What to produce: Would you copy each line of the records that includes the word "Display"?
* * *
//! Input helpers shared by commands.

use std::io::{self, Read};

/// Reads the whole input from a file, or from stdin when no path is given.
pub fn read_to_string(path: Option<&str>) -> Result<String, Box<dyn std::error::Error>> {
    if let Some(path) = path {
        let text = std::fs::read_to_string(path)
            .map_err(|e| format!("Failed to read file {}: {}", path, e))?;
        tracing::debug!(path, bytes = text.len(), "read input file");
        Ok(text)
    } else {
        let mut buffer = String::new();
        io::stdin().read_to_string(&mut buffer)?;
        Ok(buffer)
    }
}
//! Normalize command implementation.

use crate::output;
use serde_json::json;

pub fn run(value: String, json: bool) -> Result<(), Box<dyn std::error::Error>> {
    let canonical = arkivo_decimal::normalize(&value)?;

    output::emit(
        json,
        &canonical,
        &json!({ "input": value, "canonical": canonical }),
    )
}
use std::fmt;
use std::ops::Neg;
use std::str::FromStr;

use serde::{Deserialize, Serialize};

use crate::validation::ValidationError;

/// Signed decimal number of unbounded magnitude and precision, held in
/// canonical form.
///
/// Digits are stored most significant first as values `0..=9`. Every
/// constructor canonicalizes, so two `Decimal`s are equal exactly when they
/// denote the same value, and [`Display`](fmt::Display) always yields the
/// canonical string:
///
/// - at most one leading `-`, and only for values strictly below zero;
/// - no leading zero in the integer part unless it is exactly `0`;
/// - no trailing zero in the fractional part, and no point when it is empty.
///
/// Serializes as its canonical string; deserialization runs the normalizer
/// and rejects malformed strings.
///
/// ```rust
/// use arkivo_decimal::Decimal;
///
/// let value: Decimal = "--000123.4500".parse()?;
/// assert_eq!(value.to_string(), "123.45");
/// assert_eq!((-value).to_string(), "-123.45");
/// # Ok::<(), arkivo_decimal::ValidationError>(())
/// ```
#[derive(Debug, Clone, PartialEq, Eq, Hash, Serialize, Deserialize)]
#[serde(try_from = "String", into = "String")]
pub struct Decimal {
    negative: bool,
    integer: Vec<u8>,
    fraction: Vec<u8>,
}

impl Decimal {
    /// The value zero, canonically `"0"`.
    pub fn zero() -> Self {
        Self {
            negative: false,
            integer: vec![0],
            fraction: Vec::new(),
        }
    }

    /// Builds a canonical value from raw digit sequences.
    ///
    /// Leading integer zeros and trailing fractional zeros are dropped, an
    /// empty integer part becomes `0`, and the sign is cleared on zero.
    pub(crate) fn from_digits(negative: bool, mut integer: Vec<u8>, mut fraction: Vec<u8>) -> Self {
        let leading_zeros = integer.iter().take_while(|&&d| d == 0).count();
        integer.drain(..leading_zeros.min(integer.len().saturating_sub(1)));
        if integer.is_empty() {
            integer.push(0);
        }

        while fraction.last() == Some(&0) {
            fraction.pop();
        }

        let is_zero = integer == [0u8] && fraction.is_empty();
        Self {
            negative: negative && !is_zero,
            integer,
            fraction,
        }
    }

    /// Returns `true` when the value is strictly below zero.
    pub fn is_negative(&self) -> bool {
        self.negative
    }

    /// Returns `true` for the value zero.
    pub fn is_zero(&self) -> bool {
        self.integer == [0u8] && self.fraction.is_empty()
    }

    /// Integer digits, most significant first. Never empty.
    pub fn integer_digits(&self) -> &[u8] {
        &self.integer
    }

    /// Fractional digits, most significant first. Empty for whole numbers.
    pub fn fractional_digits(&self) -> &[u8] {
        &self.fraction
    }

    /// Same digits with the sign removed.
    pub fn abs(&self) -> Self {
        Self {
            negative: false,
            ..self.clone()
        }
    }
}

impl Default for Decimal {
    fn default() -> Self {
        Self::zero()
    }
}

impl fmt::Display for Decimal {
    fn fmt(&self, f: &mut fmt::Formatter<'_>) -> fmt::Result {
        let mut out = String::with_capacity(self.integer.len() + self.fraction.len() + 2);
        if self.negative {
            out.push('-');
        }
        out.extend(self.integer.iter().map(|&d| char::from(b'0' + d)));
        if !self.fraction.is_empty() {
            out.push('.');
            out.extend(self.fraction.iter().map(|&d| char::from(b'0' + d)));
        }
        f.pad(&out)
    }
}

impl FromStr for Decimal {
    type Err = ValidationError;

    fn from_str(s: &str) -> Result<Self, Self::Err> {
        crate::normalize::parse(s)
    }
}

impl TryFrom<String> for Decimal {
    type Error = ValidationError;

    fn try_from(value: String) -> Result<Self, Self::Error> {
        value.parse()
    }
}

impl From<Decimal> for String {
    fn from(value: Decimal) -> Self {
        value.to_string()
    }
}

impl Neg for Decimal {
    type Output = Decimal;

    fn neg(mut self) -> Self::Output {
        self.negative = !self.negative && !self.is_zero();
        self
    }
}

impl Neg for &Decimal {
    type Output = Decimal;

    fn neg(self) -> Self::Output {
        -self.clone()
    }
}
* * *
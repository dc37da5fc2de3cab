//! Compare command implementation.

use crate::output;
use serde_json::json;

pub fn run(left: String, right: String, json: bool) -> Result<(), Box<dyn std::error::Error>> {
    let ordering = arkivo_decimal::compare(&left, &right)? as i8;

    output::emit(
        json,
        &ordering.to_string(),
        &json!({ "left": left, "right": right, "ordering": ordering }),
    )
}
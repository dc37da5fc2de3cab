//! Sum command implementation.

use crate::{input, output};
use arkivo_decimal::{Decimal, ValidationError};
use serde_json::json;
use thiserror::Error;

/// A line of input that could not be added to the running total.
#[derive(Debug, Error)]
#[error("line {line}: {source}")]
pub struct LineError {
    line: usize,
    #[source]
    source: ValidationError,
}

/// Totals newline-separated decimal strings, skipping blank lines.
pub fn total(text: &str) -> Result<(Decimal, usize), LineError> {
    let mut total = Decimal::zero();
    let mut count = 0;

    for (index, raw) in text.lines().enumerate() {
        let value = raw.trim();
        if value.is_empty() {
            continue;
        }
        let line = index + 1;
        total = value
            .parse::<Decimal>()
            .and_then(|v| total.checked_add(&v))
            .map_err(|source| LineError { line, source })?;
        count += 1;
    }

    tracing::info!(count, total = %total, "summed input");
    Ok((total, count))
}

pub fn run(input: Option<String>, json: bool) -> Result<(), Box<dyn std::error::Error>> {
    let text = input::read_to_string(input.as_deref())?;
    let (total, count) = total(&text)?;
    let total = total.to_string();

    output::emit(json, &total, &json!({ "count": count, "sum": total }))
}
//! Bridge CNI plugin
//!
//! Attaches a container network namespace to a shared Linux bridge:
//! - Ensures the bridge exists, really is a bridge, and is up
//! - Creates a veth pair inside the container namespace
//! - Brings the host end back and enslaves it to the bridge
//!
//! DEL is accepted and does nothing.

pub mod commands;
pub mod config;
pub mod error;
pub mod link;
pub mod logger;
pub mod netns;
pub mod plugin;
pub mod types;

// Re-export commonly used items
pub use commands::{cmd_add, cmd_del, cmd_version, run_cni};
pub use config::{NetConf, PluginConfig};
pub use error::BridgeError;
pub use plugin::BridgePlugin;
* * *
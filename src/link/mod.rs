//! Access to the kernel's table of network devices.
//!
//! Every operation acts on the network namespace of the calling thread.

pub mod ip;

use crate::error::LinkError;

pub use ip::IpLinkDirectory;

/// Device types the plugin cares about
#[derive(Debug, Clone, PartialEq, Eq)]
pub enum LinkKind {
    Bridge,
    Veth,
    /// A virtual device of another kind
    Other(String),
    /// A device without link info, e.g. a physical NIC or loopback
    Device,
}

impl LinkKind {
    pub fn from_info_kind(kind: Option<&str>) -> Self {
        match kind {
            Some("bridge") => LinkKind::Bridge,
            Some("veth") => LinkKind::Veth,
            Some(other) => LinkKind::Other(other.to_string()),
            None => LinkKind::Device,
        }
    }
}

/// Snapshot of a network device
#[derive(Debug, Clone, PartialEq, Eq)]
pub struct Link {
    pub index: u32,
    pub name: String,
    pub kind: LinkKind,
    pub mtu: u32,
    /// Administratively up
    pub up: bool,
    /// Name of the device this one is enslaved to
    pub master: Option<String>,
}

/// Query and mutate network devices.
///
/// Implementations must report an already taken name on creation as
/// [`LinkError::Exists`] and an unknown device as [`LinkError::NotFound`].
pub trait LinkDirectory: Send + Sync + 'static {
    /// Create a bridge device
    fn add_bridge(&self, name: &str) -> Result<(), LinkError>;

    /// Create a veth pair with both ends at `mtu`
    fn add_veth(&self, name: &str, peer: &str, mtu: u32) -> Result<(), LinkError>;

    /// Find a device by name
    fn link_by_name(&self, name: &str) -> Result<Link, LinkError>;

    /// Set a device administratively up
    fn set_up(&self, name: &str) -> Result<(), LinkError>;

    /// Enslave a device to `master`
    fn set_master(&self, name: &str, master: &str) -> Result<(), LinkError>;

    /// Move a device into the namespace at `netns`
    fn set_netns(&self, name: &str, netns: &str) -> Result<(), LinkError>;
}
* * *
Problem solution:
/// denote the same value, and [`Display`](fmt::Display) always yields the
impl fmt::Display for Decimal {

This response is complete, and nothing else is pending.